Dr Mark Feldman, of Petersfield Surgery in Petersfield Avenue, Harold Hill, said the weekend walk-in clinic he set up “never” led to waits like those seen at North Street Medical Centre in Romford.

The Recorder’s front page story last week revealed dozens of patients, some as old as 80, had been queuing for appointments before the practice opened because phone lines were so busy.

Both surgeries applied for funding through the Prime Minister’s Challenge Fund late last year but the decision-making doctors at Havering Clinical Commissioning Group (CCG) chose to back the new North Street urgent appointment service “because it opens seven days a week and slots can be booked by hospital doctors.”

Dr Feldman’s scheme was launched as a six-month pilot in 2013 to relieve the pressure on A&E at Queen’s Hospital but was later extended for a year.

He argued North Street was only two miles from Queen’s – half the distance of his surgery in the “relatively deprived” Harold Hill.
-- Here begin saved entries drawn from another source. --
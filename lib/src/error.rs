use std::fmt;

use crate::span::Span;

#[macro_export]
macro_rules! mismatch {
    ($description: expr, $expected: expr, $got: expr) => {
        format!("{} must be {}; got {}", $description, $expected, $got)
    };
}

/// A checked value did not satisfy an arity or type requirement.
#[derive(Debug, Clone, PartialEq, Eq)]
pub struct Mismatch {
    pub description: String,
    pub expected: String,
    pub got: String,
}

impl fmt::Display for Mismatch {
    fn fmt(&self, f: &mut fmt::Formatter<'_>) -> fmt::Result {
        f.write_str(&mismatch!(self.description, self.expected, self.got))
    }
}

#[derive(Debug, Clone, PartialEq, Eq)]
pub enum ErrorKind {
    Mismatch(Mismatch),
    Runtime,
}

#[derive(Debug, Clone, PartialEq, Eq)]
pub struct Error {
    message: String,
    span: Span,
    kind: ErrorKind,
}

impl Error {
    pub fn new(message: impl Into<String>, span: Span) -> Self {
        Self {
            message: message.into(),
            span,
            kind: ErrorKind::Runtime,
        }
    }
    pub fn mismatch(mismatch: Mismatch, span: Span) -> Self {
        Self {
            message: mismatch.to_string(),
            span,
            kind: ErrorKind::Mismatch(mismatch),
        }
    }
    pub fn with_span(mut self, span: Span) -> Self {
        self.span = span;
        self
    }

    pub fn message(&self) -> &str {
        &self.message
    }
    pub fn span(&self) -> Span {
        self.span
    }
    pub fn kind(&self) -> &ErrorKind {
        &self.kind
    }
    pub fn as_mismatch(&self) -> Option<&Mismatch> {
        match &self.kind {
            ErrorKind::Mismatch(mismatch) => Some(mismatch),
            ErrorKind::Runtime => None,
        }
    }

    /// Renders the message followed by the source lines the span covers, with
    /// the spanned text highlighted.
    pub fn render(&self, name: &str, src: &str) -> String {
        let (start, end) = self.span.locate(src);
        let mut out = format!(
            "error: {}\n --> {}:{}:{}\n",
            self.message,
            name,
            start.ln + 1,
            start.col + 1
        );
        let lines = src
            .lines()
            .enumerate()
            .skip(start.ln)
            .take(end.ln.saturating_sub(start.ln) + 1);
        for (ln, line) in lines {
            let from = if ln == start.ln {
                start.col.min(line.len())
            } else {
                0
            };
            let to = if ln == end.ln {
                end.col.clamp(from, line.len().max(from))
            } else {
                line.len()
            };
            out.push_str(&format!(
                "{}\x1b[1;31m{}\x1b[0m{}\n",
                &line[..from],
                &line[from..to],
                &line[to..]
            ));
        }
        out
    }
}

impl fmt::Display for Error {
    fn fmt(&self, f: &mut fmt::Formatter<'_>) -> fmt::Result {
        write!(
            f,
            "{} at {}..{}",
            self.message, self.span.begin, self.span.end
        )
    }
}

impl std::error::Error for Error {}

pub type Result<T> = std::result::Result<T, Error>;

#[cfg(test)]
mod tests {
    use super::*;
    use pretty_assertions::assert_eq;

    fn close_mismatch() -> Error {
        Error::mismatch(
            Mismatch {
                description: "argument to close".into(),
                expected: "non-negative int".into(),
                got: "abc".into(),
            },
            Span::new(6, 9),
        )
    }

    #[test]
    fn mismatch_message_shape() {
        let err = close_mismatch();
        assert_eq!(
            err.message(),
            "argument to close must be non-negative int; got abc"
        );
        assert_eq!(err.as_mismatch().map(|m| m.got.as_str()), Some("abc"));
        assert_eq!(err.to_string(), format!("{} at 6..9", err.message()));
    }

    #[test]
    fn runtime_errors_carry_no_mismatch() {
        let err = Error::new("boom", Span::default()).with_span(Span::new(1, 2));
        assert_eq!(err.kind(), &ErrorKind::Runtime);
        assert_eq!(err.span(), Span::new(1, 2));
        assert!(err.as_mismatch().is_none());
    }

    #[test]
    fn render_highlights_single_line() {
        let rendered = close_mismatch().render("demo.sb", "close abc\n");
        assert_eq!(
            rendered,
            "error: argument to close must be non-negative int; got abc\n \
             --> demo.sb:1:7\n\
             close \x1b[1;31mabc\x1b[0m\n"
        );
    }

    #[test]
    fn render_spans_multiple_lines() {
        let err = Error::new("bad", Span::new(2, 11));
        let rendered = err.render("x", "ab cd\nef gh\n");
        assert_eq!(
            rendered,
            "error: bad\n --> x:1:3\nab\x1b[1;31m cd\x1b[0m\n\x1b[1;31mef gh\x1b[0m\n"
        );
    }

    #[test]
    fn render_tolerates_empty_source() {
        let err = Error::new("bad", Span::new(0, 4));
        assert_eq!(err.render("x", ""), "error: bad\n --> x:1:1\n");
    }
}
“We offered an excellent service,” he said. “Patients never had to queue, we had manpower for them to be seen quickly. I’m quite angry. We have happy sheets showing its success but no feedback was taken into account.

“North Street is largely middle class and a lot of patients take private care – ours can’t do that.”

Petersfield took patients referred by NHS 111, Harold Wood Polyclinic and A+E.

“We were trailblazers,” said Dr Feldman. “It’s tough for GPs – we’re all trying to be inventive.

“Instead of being patted on the back for relieving pressure on A&E the powers that be have thought ‘we’ll have some of that’.”

Karen Thomas, Petersfield practice manager, has a petition signed by 1,000 people protesting the decision. “It took 18 months to build our scheme and every patient knew about it,” she said.